_Exercise directions_.
The response should consist of the records that follow, printed exactly.

_Information given_.
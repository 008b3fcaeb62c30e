use crate::catalog::normalize_products;
use crate::model::Cycle;
use anyhow::{Context, Result};
use async_trait::async_trait;
use serde_json::Value;
use std::time::Duration;

/// HTTP client for an endoflife.date-compatible API.
///
/// Two endpoints: `GET <base>/all.json` for the product universe and
/// `GET <base>/<product>.json` for one product's release cycles. Callers
/// treat any error as "no data"; nothing here retries.
pub struct EolApiClient {
    client: reqwest::Client,
    base_url: String,
}

impl EolApiClient {
    pub fn new(base_url: &str, timeout_secs: u64) -> Self {
        let client = reqwest::Client::builder()
            .timeout(Duration::from_secs(timeout_secs))
            .user_agent(concat!("eolscan/", env!("CARGO_PKG_VERSION")))
            .build()
            .unwrap_or_default();
        Self {
            client,
            base_url: base_url.trim_end_matches('/').to_string(),
        }
    }

    async fn get_json(&self, url: &str) -> Result<Value> {
        let response = self
            .client
            .get(url)
            .header("Accept", "application/json")
            .send()
            .await
            .with_context(|| format!("request to {} failed", url))?;

        let response = response
            .error_for_status()
            .with_context(|| format!("{} returned an error status", url))?;

        response
            .json()
            .await
            .with_context(|| format!("{} returned unparseable JSON", url))
    }
}

#[async_trait]
impl super::LifecycleSource for EolApiClient {
    async fn fetch_products(&self) -> Result<Vec<String>> {
        let url = format!("{}/all.json", self.base_url);
        let value = self.get_json(&url).await?;
        Ok(normalize_products(&value))
    }

    async fn fetch_cycles(&self, product: &str) -> Result<Vec<Cycle>> {
        let url = format!("{}/{}.json", self.base_url, product);
        let value = self.get_json(&url).await?;
        let cycles: Vec<Cycle> = serde_json::from_value(value)
            .with_context(|| format!("cycle data for '{}' has an unexpected shape", product))?;
        Ok(cycles)
    }
}
//! Configuration file handling.
//!
//! This module provides loading and saving of eolscan configuration
//! from a TOML file.
//!
//! # Configuration Location
//!
//! The configuration file is stored at:
//! - Linux: `~/.config/eolscan/config.toml`
//! - macOS: `~/Library/Application Support/eolscan/config.toml`
//! - Windows: `%APPDATA%\eolscan\config.toml`
//!
//! # Example Configuration
//!
//! ```toml
//! api_base_url = "https://endoflife.date/api"
//! timeout_secs = 30
//! input_dir = "input"
//! output_dir = "output"
//! ```

use anyhow::Result;
use serde::{Deserialize, Serialize};
use std::fs;
use std::path::PathBuf;

pub const DEFAULT_API_BASE_URL: &str = "https://endoflife.date/api";

/// Application configuration.
///
/// Every field has a default, so a missing config file and a partial one
/// both work. CLI flags override whatever is loaded here.
#[derive(Debug, Clone, Serialize, Deserialize)]
#[serde(default)]
pub struct Config {
    /// Base URL of the lifecycle API.
    pub api_base_url: String,

    /// HTTP request timeout, in seconds.
    pub timeout_secs: u64,

    /// Directory searched for inventory files when no file is given.
    pub input_dir: PathBuf,

    /// Directory report artifacts are written to.
    pub output_dir: PathBuf,
}

impl Default for Config {
    fn default() -> Self {
        Self {
            api_base_url: DEFAULT_API_BASE_URL.to_string(),
            timeout_secs: 30,
            input_dir: PathBuf::from("input"),
            output_dir: PathBuf::from("output"),
        }
    }
}

impl Config {
    /// Loads configuration from the config file.
    ///
    /// If the config file doesn't exist, returns default configuration.
    ///
    /// # Errors
    ///
    /// Returns an error if the config file exists but cannot be read or
    /// parsed.
    pub fn load() -> Result<Self> {
        Self::load_from(&Self::config_path())
    }

    fn load_from(path: &PathBuf) -> Result<Self> {
        if !path.exists() {
            return Ok(Self::default());
        }

        let content = fs::read_to_string(path)?;
        let config: Config = toml::from_str(&content)?;
        Ok(config)
    }

    /// Saves the configuration to the config file.
    ///
    /// Creates the parent directory if it doesn't exist.
    pub fn save(&self) -> Result<()> {
        let path = Self::config_path();

        if let Some(parent) = path.parent() {
            if !parent.exists() {
                fs::create_dir_all(parent)?;
            }
        }

        let content = toml::to_string_pretty(self)?;
        fs::write(&path, content)?;
        Ok(())
    }

    /// Returns the path to the configuration file.
    pub fn config_path() -> PathBuf {
        dirs::config_dir()
            .unwrap_or_else(|| PathBuf::from("."))
            .join("eolscan")
            .join("config.toml")
    }

    /// Generates a string containing the default configuration.
    pub fn generate_default_config() -> String {
        toml::to_string_pretty(&Config::default()).unwrap_or_default()
    }
}
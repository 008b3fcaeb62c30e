use crate::model::{ScanResult, ScanSummary};
use anyhow::Result;

pub fn summary_json(summary: &ScanSummary) -> Result<String> {
    Ok(serde_json::to_string_pretty(summary)?)
}

pub fn detailed_json(results: &[ScanResult]) -> Result<String> {
    Ok(serde_json::to_string_pretty(results)?)
}

#[cfg(test)]
mod tests {
    use super::*;

    #[test]
    fn test_detailed_json_is_an_array() {
        let results = vec![ScanResult::not_found("ghost", Some("1.0"))];
        let json = detailed_json(&results).unwrap();
        let value: serde_json::Value = serde_json::from_str(&json).unwrap();
        assert_eq!(value.as_array().map(Vec::len), Some(1));
        assert_eq!(value[0]["status"], "not_found");
        assert_eq!(value[0]["version"], "1.0");
    }
}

_Answer to this task_.
repository 008b3fcaeb62c30e
use crate::catalog::normalize_products;
use crate::model::Cycle;
use anyhow::{Context, Result};
use async_trait::async_trait;
use serde_json::Value;
use std::time::Duration;

/// HTTP client for an endoflife.date-compatible API.
///
/// Two endpoints: `GET <base>/all.json` for the product universe and
/// `GET <base>/<product>.json` for one product's release cycles. Callers
/// treat any error as "no data"; nothing here retries.
pub struct EolApiClient {
    client: reqwest::Client,
    base_url: String,
}

impl EolApiClient {
    pub fn new(base_url: &str, timeout_secs: u64) -> Self {
        let client = reqwest::Client::builder()
            .timeout(Duration::from_secs(timeout_secs))
            .user_agent(concat!("eolscan/", env!("CARGO_PKG_VERSION")))
            .build()
            .unwrap_or_default();
        Self {
            client,
            base_url: base_url.trim_end_matches('/').to_string(),
        }
    }

    async fn get_json(&self, url: &str) -> Result<Value> {
        let response = self
            .client
            .get(url)
            .header("Accept", "application/json")
            .send()
            .await
            .with_context(|| format!("request to {} failed", url))?;

        let response = response
            .error_for_status()
            .with_context(|| format!("{} returned an error status", url))?;

        response
            .json()
            .await
            .with_context(|| format!("{} returned unparseable JSON", url))
    }
}

#[async_trait]
impl super::LifecycleSource for EolApiClient {
    async fn fetch_products(&self) -> Result<Vec<String>> {
        let url = format!("{}/all.json", self.base_url);
        let value = self.get_json(&url).await?;
        Ok(normalize_products(&value))
    }

    async fn fetch_cycles(&self, product: &str) -> Result<Vec<Cycle>> {
        let url = format!("{}/{}.json", self.base_url, product);
        let value = self.get_json(&url).await?;
        let cycles: Vec<Cycle> = serde_json::from_value(value)
            .with_context(|| format!("cycle data for '{}' has an unexpected shape", product))?;
        Ok(cycles)
    }
}
//! Configuration file handling.
//!
//! This module provides loading and saving of eolscan configuration
//! from a TOML file.
//!
//! # Configuration Location
//!
//! The configuration file is stored at:
//! - Linux: `~/.config/eolscan/config.toml`
//! - macOS: `~/Library/Application Support/eolscan/config.toml`
//! - Windows: `%APPDATA%\eolscan\config.toml`
//!
//! # Example Configuration
//!
//! ```toml
//! api_base_url = "https://endoflife.date/api"
//! timeout_secs = 30
//! input_dir = "input"
//! output_dir = "output"
//! ```

use anyhow::Result;
use serde::{Deserialize, Serialize};
use std::fs;
use std::path::PathBuf;

pub const DEFAULT_API_BASE_URL: &str = "https://endoflife.date/api";

/// Application configuration.
///
/// Every field has a default, so a missing config file and a partial one
/// both work. CLI flags override whatever is loaded here.
#[derive(Debug, Clone, Serialize, Deserialize)]
#[serde(default)]
pub struct Config {
    /// Base URL of the lifecycle API.
    pub api_base_url: String,

    /// HTTP request timeout, in seconds.
    pub timeout_secs: u64,

    /// Directory searched for inventory files when no file is given.
    pub input_dir: PathBuf,

    /// Directory report artifacts are written to.
    pub output_dir: PathBuf,
}

impl Default for Config {
    fn default() -> Self {
        Self {
            api_base_url: DEFAULT_API_BASE_URL.to_string(),
            timeout_secs: 30,
            input_dir: PathBuf::from("input"),
            output_dir: PathBuf::from("output"),
        }
    }
}

impl Config {
    /// Loads configuration from the config file.
    ///
    /// If the config file doesn't exist, returns default configuration.
    ///
    /// # Errors
    ///
    /// Returns an error if the config file exists but cannot be read or
    /// parsed.
    pub fn load() -> Result<Self> {
        Self::load_from(&Self::config_path())
    }

    fn load_from(path: &PathBuf) -> Result<Self> {
        if !path.exists() {
            return Ok(Self::default());
        }

        let content = fs::read_to_string(path)?;
        let config: Config = toml::from_str(&content)?;
        Ok(config)
    }

    /// Saves the configuration to the config file.
    ///
    /// Creates the parent directory if it doesn't exist.
    pub fn save(&self) -> Result<()> {
        let path = Self::config_path();

        if let Some(parent) = path.parent() {
            if !parent.exists() {
                fs::create_dir_all(parent)?;
            }
        }

        let content = toml::to_string_pretty(self)?;
        fs::write(&path, content)?;
        Ok(())
    }

    /// Returns the path to the configuration file.
    pub fn config_path() -> PathBuf {
        dirs::config_dir()
            .unwrap_or_else(|| PathBuf::from("."))
            .join("eolscan")
            .join("config.toml")
    }

    /// Generates a string containing the default configuration.
    pub fn generate_default_config() -> String {
        toml::to_string_pretty(&Config::default()).unwrap_or_default()
    }
}
repository 008b3fcaeb62c30e
use crate::model::{ScanResult, ScanSummary};
use anyhow::Result;

pub fn summary_json(summary: &ScanSummary) -> Result<String> {
    Ok(serde_json::to_string_pretty(summary)?)
}

pub fn detailed_json(results: &[ScanResult]) -> Result<String> {
    Ok(serde_json::to_string_pretty(results)?)
}

#[cfg(test)]
mod tests {
    use super::*;

    #[test]
    fn test_detailed_json_is_an_array() {
        let results = vec![ScanResult::not_found("ghost", Some("1.0"))];
        let json = detailed_json(&results).unwrap();
        let value: serde_json::Value = serde_json::from_str(&json).unwrap();
        assert_eq!(value.as_array().map(Vec::len), Some(1));
        assert_eq!(value[0]["status"], "not_found");
        assert_eq!(value[0]["version"], "1.0");
    }
}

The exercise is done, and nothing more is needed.